In most cases, corporations are contracted to provide full traffic and pattern analysis services with the US government providing the targets. However, in some instances, contractors actually prepare the target list then conduct the data mining themselves. Not only can corporations be used to violate civil liberties where the government is prohibited, they also have the potential to spy on our email and phone records for their own corporate or client needs. The potential for abuse is tremendous, and, just like with corporate involvement in the President’s Daily Brief, there are no serious mechanisms to guard against this. And some of the very same tools they’re using for data mining could be adapted to monitor for misuse. Of course, abuse on the level of the Administration using corporations to conveniently ignore US law needs Congressional oversight.
Over the past five to ten years, most government intelligence functions have been outsourced to corporations, with seventy percent of the intelligence budget now going to contractors.

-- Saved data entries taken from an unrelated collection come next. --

/// Spawns a new lobby actor task and returns a handle to it.
pub(crate) fn spawn_lobby<C: Connection, Q: QuestionSource>(
    session_id: SessionId,
    category: String,
    mut config: LobbyConfig,
    questions: Arc<Q>,
) -> LobbyHandle<C> {
    // Every timed phase lasts at least one tick.
    config.countdown_ticks = config.countdown_ticks.max(1);
    config.guess_window_ticks = config.guess_window_ticks.max(1);
    config.reveal_ticks = config.reveal_ticks.max(1);

    let (tx, rx) = mpsc::channel(config.command_buffer.max(1));

    let actor = LobbyActor::<C, Q> {
        session_id: session_id.clone(),
        category,
        clock: TickClock::new(config.tick.clone()),
        config,
        questions,
        players: Vec::new(),
        host: None,
        phase: LobbyPhase::Waiting,
        round: 0,
        remaining: 0,
        question: None,
    };

    tokio::spawn(actor.run(rx));

    LobbyHandle {
        session_id,
        sender: tx,
    }
}
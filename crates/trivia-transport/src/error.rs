/// Errors that can occur in the transport layer.
///
/// Any of these on a player's connection is treated by the layers above as
/// an implicit disconnect.
#[derive(Debug, thiserror::Error)]
pub enum TransportError {
    /// The connection was closed.
    #[error("connection closed: {0}")]
    ConnectionClosed(String),

    /// Sending data failed.
    #[error("send failed: {0}")]
    SendFailed(#[source] std::io::Error),

    /// Receiving data failed.
    #[error("receive failed: {0}")]
    ReceiveFailed(#[source] std::io::Error),

    /// Binding or accepting connections failed.
    #[error("accept failed: {0}")]
    AcceptFailed(#[source] std::io::Error),
}
//! `TriviaServer` builder and server loop.
//!
//! This is the entry point for running a trivia server. It ties together
//! all the layers: transport → protocol → session → lobby.

use std::sync::Arc;
use std::time::Duration;

use tokio::sync::Mutex;
use trivia_lobby::{LobbyConfig, SessionDirectory};
use trivia_protocol::JsonCodec;
use trivia_questions::QuestionSource;
use trivia_transport::{Transport, WebSocketConnection, WebSocketTransport};

use crate::TriviaError;
use crate::handler::handle_connection;

/// Default time a fresh connection has to send each join-handshake frame.
pub const DEFAULT_HANDSHAKE_TIMEOUT: Duration = Duration::from_secs(10);

/// Shared server state passed to each connection handler task.
pub(crate) struct ServerState<Q: QuestionSource> {
    pub(crate) directory: Mutex<SessionDirectory<WebSocketConnection, Q>>,
    pub(crate) codec: JsonCodec,
    pub(crate) handshake_timeout: Duration,
}

/// Builder for configuring and starting a trivia server.
///
/// # Example
///
/// ```rust,ignore
/// use trivia::prelude::*;
///
/// let bank = QuestionBank::load("questions.json").await?;
/// let server = TriviaServer::builder()
///     .bind("0.0.0.0:8080")
///     .build(bank)
///     .await?;
/// server.run().await
/// ```
pub struct TriviaServerBuilder {
    bind_addr: String,
    lobby_config: LobbyConfig,
    handshake_timeout: Duration,
}

impl TriviaServerBuilder {
    /// Creates a new builder with default settings.
    pub fn new() -> Self {
        Self {
            bind_addr: "127.0.0.1:8080".to_string(),
            lobby_config: LobbyConfig::default(),
            handshake_timeout: DEFAULT_HANDSHAKE_TIMEOUT,
        }
    }

    /// Sets the address to bind the server to.
    pub fn bind(mut self, addr: &str) -> Self {
        self.bind_addr = addr.to_string();
        self
    }

    /// Sets the configuration every new lobby starts with.
    pub fn lobby_config(mut self, config: LobbyConfig) -> Self {
        self.lobby_config = config;
        self
    }

    /// Sets how long a fresh connection may stay silent during the join
    /// handshake before it is dropped.
    pub fn handshake_timeout(mut self, timeout: Duration) -> Self {
        self.handshake_timeout = timeout;
        self
    }

    /// Binds the listener and builds the server around `questions`.
    pub async fn build<Q: QuestionSource>(
        self,
        questions: Q,
    ) -> Result<TriviaServer<Q>, TriviaError> {
        let transport = WebSocketTransport::bind(&self.bind_addr).await?;

        let state = Arc::new(ServerState {
            directory: Mutex::new(SessionDirectory::new(
                Arc::new(questions),
                self.lobby_config,
            )),
            codec: JsonCodec,
            handshake_timeout: self.handshake_timeout,
        });

        Ok(TriviaServer { transport, state })
    }
}

impl Default for TriviaServerBuilder {
    fn default() -> Self {
        Self::new()
    }
}

/// A bound trivia server.
///
/// Call [`run()`](Self::run) to start accepting connections.
pub struct TriviaServer<Q: QuestionSource> {
    transport: WebSocketTransport,
    state: Arc<ServerState<Q>>,
}

impl TriviaServer<trivia_questions::QuestionBank> {
    /// Creates a new builder.
    pub fn builder() -> TriviaServerBuilder {
        TriviaServerBuilder::new()
    }
}

impl<Q: QuestionSource> TriviaServer<Q> {
    /// Returns the local address the server is bound to.
    pub fn local_addr(&self) -> std::io::Result<std::net::SocketAddr> {
        self.transport.local_addr()
    }

    /// Runs the accept loop.
    ///
    /// Each accepted connection gets its own task that runs the join
    /// handshake and then the player's receive loop. Runs until the process
    /// is terminated.
    pub async fn run(mut self) -> Result<(), TriviaError> {
        tracing::info!(addr = ?self.local_addr().ok(), "trivia server running");

        loop {
            match self.transport.accept().await {
                Ok(conn) => {
                    let state = Arc::clone(&self.state);
                    tokio::spawn(async move {
                        if let Err(e) = handle_connection(conn, state).await {
                            tracing::debug!(error = %e, "connection ended with error");
                        }
                    });
                }
                Err(e) => {
                    tracing::error!(error = %e, "accept failed");
                }
            }
        }
    }
}
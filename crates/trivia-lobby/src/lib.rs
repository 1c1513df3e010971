//! The lobby engine for trivia games.
//!
//! Each lobby runs as an isolated Tokio task (actor model) that owns its
//! players, its ready gate, the round timers, and scoring. Everything else
//! talks to it through a [`LobbyHandle`].
//!
//! # Key types
//!
//! - [`LobbyHandle`]: send commands to a running lobby actor
//! - [`SessionDirectory`]: creates lobbies, maps session IDs to handles
//! - [`LobbyPhase`]: lifecycle state machine
//! - [`LobbyConfig`]: tick counts and channel sizing

#![allow(async_fn_in_trait)]

mod config;
mod directory;
mod error;
mod lobby;
pub mod scoring;

pub use config::{LobbyConfig, LobbyPhase};
pub use directory::SessionDirectory;
pub use error::LobbyError;
pub use lobby::{LobbyHandle, LobbyInfo};
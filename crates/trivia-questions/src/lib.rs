//! Question sources for trivia lobbies.
//!
//! A lobby asks its [`QuestionSource`] for one question per round. The
//! shipped implementation is [`QuestionBank`], which loads a JSON file of
//! categories once and picks uniformly at random within a category.

#![allow(async_fn_in_trait)]

mod bank;
mod error;

pub use bank::{Category, QuestionBank};
pub use error::QuestionError;

use trivia_protocol::{CategoryInfo, Question};

/// Supplies questions by category.
///
/// Implementations must be callable concurrently from many lobbies; each
/// call is independent and no ordering is promised across calls.
pub trait QuestionSource: Send + Sync + 'static {
    /// Returns one question from `category`.
    ///
    /// # Errors
    /// - [`QuestionError::UnknownCategory`]: no such category
    /// - [`QuestionError::EmptyCategory`]: the category has no questions
    fn question(
        &self,
        category: &str,
    ) -> impl std::future::Future<Output = Result<Question, QuestionError>> + Send;

    /// Lists the available categories.
    fn categories(&self) -> Vec<CategoryInfo>;

    /// Returns `true` if `category` is one of [`categories`](Self::categories).
    fn has_category(&self, category: &str) -> bool {
        self.categories().iter().any(|c| c.name == category)
    }
}
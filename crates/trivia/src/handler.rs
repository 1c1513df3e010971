//! Per-connection handler: join handshake, then the player's session.
//!
//! Each accepted connection gets its own Tokio task running this handler.
//! The flow is:
//!   1. Receive `JoinRequest` frames until one creates or joins a lobby
//!      (`ListCategories` and `GameExists` are answered along the way)
//!   2. Assign a player ID and admit a `PlayerSession` into the lobby
//!   3. Run the session's receive loop until the connection ends

use std::sync::Arc;

use trivia_lobby::{LobbyError, LobbyHandle};
use trivia_protocol::{Codec, JoinRequest, JoinResponse};
use trivia_questions::QuestionSource;
use trivia_session::{PlayerSession, SessionError, generate_player_id};
use trivia_transport::{Connection, WebSocketConnection};

use crate::TriviaError;
use crate::server::ServerState;

/// Where a handshake landed.
struct Joined {
    handle: LobbyHandle<WebSocketConnection>,
    name: String,
}

/// Handles a single connection from accept to close.
pub(crate) async fn handle_connection<Q: QuestionSource>(
    conn: WebSocketConnection,
    state: Arc<ServerState<Q>>,
) -> Result<(), TriviaError> {
    let conn_id = conn.id();
    tracing::debug!(%conn_id, "handling new connection");

    // --- Step 1: Handshake ---
    let joined = match perform_handshake(&conn, &state).await {
        Ok(Some(joined)) => joined,
        Ok(None) => {
            let _ = conn.close().await;
            return Ok(());
        }
        Err(e) => {
            let _ = conn.close().await;
            return Err(e);
        }
    };

    // --- Step 2: Admit ---
    let player_id = generate_player_id();
    let session_id = joined.handle.session_id().clone();
    let session = Arc::new(PlayerSession::new(player_id.clone(), joined.name, conn));
    if let Err(e) = joined.handle.admit(Arc::clone(&session)).await {
        // The lobby closed between lookup and admit.
        tracing::debug!(%conn_id, %session_id, error = %e, "admit failed");
        let _ = session.close().await;
        return Err(SessionError::LobbyUnavailable(session_id.to_string()).into());
    }
    tracing::info!(%conn_id, %session_id, %player_id, "player joined lobby");

    // --- Step 3: Receive loop ---
    let reason = session.run(joined.handle).await;
    tracing::debug!(%conn_id, %player_id, ?reason, "player connection finished");
    Ok(())
}

/// Reads join requests until the connection is placed in a lobby.
///
/// Returns `Ok(None)` when the client went away or sent a malformed
/// request (after a 400 reply). Unknown sessions and categories get a 404
/// and the client may try again.
async fn perform_handshake<Q: QuestionSource>(
    conn: &WebSocketConnection,
    state: &ServerState<Q>,
) -> Result<Option<Joined>, TriviaError> {
    loop {
        let frame = match tokio::time::timeout(state.handshake_timeout, conn.recv()).await {
            Ok(Ok(Some(frame))) => frame,
            Ok(Ok(None)) => {
                tracing::debug!(conn_id = %conn.id(), "closed before joining");
                return Ok(None);
            }
            Ok(Err(e)) => return Err(e.into()),
            Err(_) => {
                tracing::info!(conn_id = %conn.id(), "handshake timed out");
                return Err(TriviaError::Handshake("timed out".into()));
            }
        };

        let request: JoinRequest = match state.codec.decode(&frame) {
            Ok(request) => request,
            Err(e) => {
                tracing::warn!(conn_id = %conn.id(), error = %e, "malformed join request");
                reject(conn, state, 400, &format!("malformed join request: {e}")).await?;
                return Ok(None);
            }
        };

        match request {
            JoinRequest::ListCategories => {
                let categories = state.directory.lock().await.categories();
                reply(conn, state, &JoinResponse::Categories { categories }).await?;
            }

            JoinRequest::GameExists { session_id } => {
                let exists = state.directory.lock().await.exists(&session_id);
                reply(conn, state, &JoinResponse::GameExists { exists }).await?;
            }

            JoinRequest::CreateGame { name, category } => {
                if !valid_name(&name) {
                    reject(conn, state, 400, "name must not be empty").await?;
                    continue;
                }
                // Lock only to create, then drop before any network I/O.
                let created = state.directory.lock().await.create_lobby(&category);
                match created {
                    Ok(handle) => return Ok(Some(Joined { handle, name })),
                    Err(e) => reject_lobby_error(conn, state, &e).await?,
                }
            }

            JoinRequest::JoinGame { session_id, name } => {
                if !valid_name(&name) {
                    reject(conn, state, 400, "name must not be empty").await?;
                    continue;
                }
                let found = state.directory.lock().await.lookup(&session_id);
                match found {
                    Ok(handle) => return Ok(Some(Joined { handle, name })),
                    Err(e) => reject_lobby_error(conn, state, &e).await?,
                }
            }
        }
    }
}

fn valid_name(name: &str) -> bool {
    !name.trim().is_empty()
}

async fn reject_lobby_error<Q: QuestionSource>(
    conn: &WebSocketConnection,
    state: &ServerState<Q>,
    err: &LobbyError,
) -> Result<(), TriviaError> {
    tracing::debug!(conn_id = %conn.id(), error = %err, "join rejected");
    let code = match err {
        LobbyError::NotFound(_) | LobbyError::Closed(_) | LobbyError::UnknownCategory(_) => 404,
        LobbyError::AlreadyInLobby(_) => 400,
    };
    reject(conn, state, code, &err.to_string()).await
}

async fn reject<Q: QuestionSource>(
    conn: &WebSocketConnection,
    state: &ServerState<Q>,
    code: u16,
    message: &str,
) -> Result<(), TriviaError> {
    let response = JoinResponse::Rejected {
        code,
        message: message.to_string(),
    };
    reply(conn, state, &response).await
}

async fn reply<Q: QuestionSource>(
    conn: &WebSocketConnection,
    state: &ServerState<Q>,
    response: &JoinResponse,
) -> Result<(), TriviaError> {
    let frame = state.codec.encode(response)?;
    conn.send(&frame).await?;
    Ok(())
}
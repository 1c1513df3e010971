//! WebSocket transport implementation using `tokio-tungstenite`.

use std::net::SocketAddr;
use std::sync::atomic::{AtomicBool, Ordering};

use futures_util::stream::{SplitSink, SplitStream};
use futures_util::{SinkExt, StreamExt};
use tokio::net::{TcpListener, TcpStream};
use tokio::sync::Mutex;
use tokio_tungstenite::WebSocketStream;
use tokio_tungstenite::tungstenite::Message;

use crate::{Connection, ConnectionId, Transport, TransportError};

type WsStream = WebSocketStream<TcpStream>;

/// A WebSocket-based [`Transport`] that listens for incoming connections.
pub struct WebSocketTransport {
    listener: TcpListener,
}

impl WebSocketTransport {
    /// Binds a new WebSocket transport to the given address.
    pub async fn bind(addr: &str) -> Result<Self, TransportError> {
        let listener = TcpListener::bind(addr)
            .await
            .map_err(TransportError::AcceptFailed)?;
        tracing::info!(addr, "WebSocket transport listening");
        Ok(Self { listener })
    }

    /// Returns the address the listener is bound to.
    pub fn local_addr(&self) -> std::io::Result<SocketAddr> {
        self.listener.local_addr()
    }
}

impl Transport for WebSocketTransport {
    type Connection = WebSocketConnection;

    async fn accept(&mut self) -> Result<Self::Connection, TransportError> {
        let (stream, addr) = self
            .listener
            .accept()
            .await
            .map_err(TransportError::AcceptFailed)?;

        let ws = tokio_tungstenite::accept_async(stream).await.map_err(|e| {
            TransportError::AcceptFailed(std::io::Error::new(
                std::io::ErrorKind::ConnectionRefused,
                e,
            ))
        })?;

        let id = ConnectionId::next();
        tracing::debug!(%id, %addr, "accepted WebSocket connection");

        let (sink, stream) = ws.split();
        Ok(WebSocketConnection {
            id,
            sink: Mutex::new(sink),
            stream: Mutex::new(stream),
            closed: AtomicBool::new(false),
        })
    }
}

/// A single WebSocket connection.
///
/// The write half and the read half sit behind separate locks, so a task
/// parked in [`recv`](Connection::recv) does not block senders.
pub struct WebSocketConnection {
    id: ConnectionId,
    sink: Mutex<SplitSink<WsStream, Message>>,
    stream: Mutex<SplitStream<WsStream>>,
    closed: AtomicBool,
}

impl Connection for WebSocketConnection {
    async fn send(&self, frame: &str) -> Result<(), TransportError> {
        if self.closed.load(Ordering::Acquire) {
            return Err(TransportError::ConnectionClosed(self.id.to_string()));
        }
        self.sink
            .lock()
            .await
            .send(Message::text(frame.to_owned()))
            .await
            .map_err(|e| {
                TransportError::SendFailed(std::io::Error::new(
                    std::io::ErrorKind::BrokenPipe,
                    e,
                ))
            })
    }

    async fn recv(&self) -> Result<Option<String>, TransportError> {
        let mut stream = self.stream.lock().await;
        loop {
            match stream.next().await {
                Some(Ok(Message::Text(text))) => {
                    return Ok(Some(text.as_str().to_owned()));
                }
                Some(Ok(Message::Binary(data))) => {
                    return String::from_utf8(data.to_vec()).map(Some).map_err(
                        |e| {
                            TransportError::ReceiveFailed(std::io::Error::new(
                                std::io::ErrorKind::InvalidData,
                                e,
                            ))
                        },
                    );
                }
                Some(Ok(Message::Close(_))) | None => return Ok(None),
                Some(Ok(_)) => continue, // ping/pong/raw frame
                Some(Err(e)) => {
                    return Err(TransportError::ReceiveFailed(
                        std::io::Error::new(
                            std::io::ErrorKind::ConnectionReset,
                            e,
                        ),
                    ));
                }
            }
        }
    }

    async fn close(&self) -> Result<(), TransportError> {
        if self.closed.swap(true, Ordering::AcqRel) {
            return Ok(());
        }
        self.sink.lock().await.close().await.map_err(|e| {
            TransportError::SendFailed(std::io::Error::new(
                std::io::ErrorKind::BrokenPipe,
                e,
            ))
        })
    }

    fn id(&self) -> ConnectionId {
        self.id
    }
}
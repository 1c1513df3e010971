//! Transport layer for trivia lobbies.
//!
//! Provides the [`Transport`] and [`Connection`] traits. A connection is an
//! already-established, message-oriented duplex channel that delivers
//! serialized text frames in order. Everything above this crate (sessions,
//! lobbies) only ever sees whole frames.
//!
//! # Implementations
//!
//! - [`WebSocketTransport`] / [`WebSocketConnection`]: `tokio-tungstenite`
//!   (feature `websocket`, on by default)
//! - [`MemoryConnection`] / [`MemoryClient`]: an in-process pair backed by
//!   Tokio channels, for tests and embedding

#![allow(async_fn_in_trait)]

mod error;
mod memory;
#[cfg(feature = "websocket")]
mod websocket;

pub use error::TransportError;
pub use memory::{MemoryClient, MemoryConnection};
#[cfg(feature = "websocket")]
pub use websocket::{WebSocketConnection, WebSocketTransport};

use std::fmt;
use std::sync::atomic::{AtomicU64, Ordering};

/// Counter for generating unique connection IDs across all transports.
static NEXT_CONNECTION_ID: AtomicU64 = AtomicU64::new(1);

/// Opaque identifier for a connection.
#[derive(Debug, Clone, Copy, PartialEq, Eq, Hash)]
pub struct ConnectionId(u64);

impl ConnectionId {
    /// Creates a new `ConnectionId` from a raw `u64`.
    pub fn new(id: u64) -> Self {
        Self(id)
    }

    /// Allocates the next process-unique connection ID.
    pub fn next() -> Self {
        Self(NEXT_CONNECTION_ID.fetch_add(1, Ordering::Relaxed))
    }

    /// Returns the underlying `u64` value.
    pub fn into_inner(self) -> u64 {
        self.0
    }
}

impl fmt::Display for ConnectionId {
    fn fmt(&self, f: &mut fmt::Formatter<'_>) -> fmt::Result {
        write!(f, "conn-{}", self.0)
    }
}

/// Accepts new incoming connections.
pub trait Transport: Send + Sync + 'static {
    /// The connection type produced by this transport.
    type Connection: Connection;

    /// Waits for and accepts the next incoming connection.
    async fn accept(&mut self) -> Result<Self::Connection, TransportError>;
}

/// A single duplex connection carrying text frames.
///
/// `send` and `recv` may be called concurrently from different tasks:
/// implementations keep the read half and the write half independent so
/// a pending `recv` never holds up an outbound frame.
pub trait Connection: Send + Sync + 'static {
    /// Sends one text frame to the remote peer.
    fn send(
        &self,
        frame: &str,
    ) -> impl std::future::Future<Output = Result<(), TransportError>> + Send;

    /// Receives the next text frame from the remote peer.
    ///
    /// Returns `Ok(None)` when the connection is cleanly closed.
    fn recv(
        &self,
    ) -> impl std::future::Future<Output = Result<Option<String>, TransportError>>
    + Send;

    /// Closes the connection. Closing twice is not an error.
    fn close(
        &self,
    ) -> impl std::future::Future<Output = Result<(), TransportError>> + Send;

    /// Returns the unique identifier for this connection.
    fn id(&self) -> ConnectionId;
}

As the Associate Director of National Intelligence recently admitted in the Washington Post in response to my article there, “we could not accomplish our intelligence missions without them [contractors].” The National Security Agency (NSA) which is responsible for monitoring communications has been at the forefront of intelligence outsourcing and has even handed over some of its own management and administrative structures to industrial contractors.
The Mainstream Media is missing the biggest part of the story, that systemic changes due to the outsourcing of critical intelligence functions open up new possibilities for circumventing the Constitution...
The reason the main$tream is missing this is because the main$tream is owned by the same people that own or contract out to the private intelligence firms.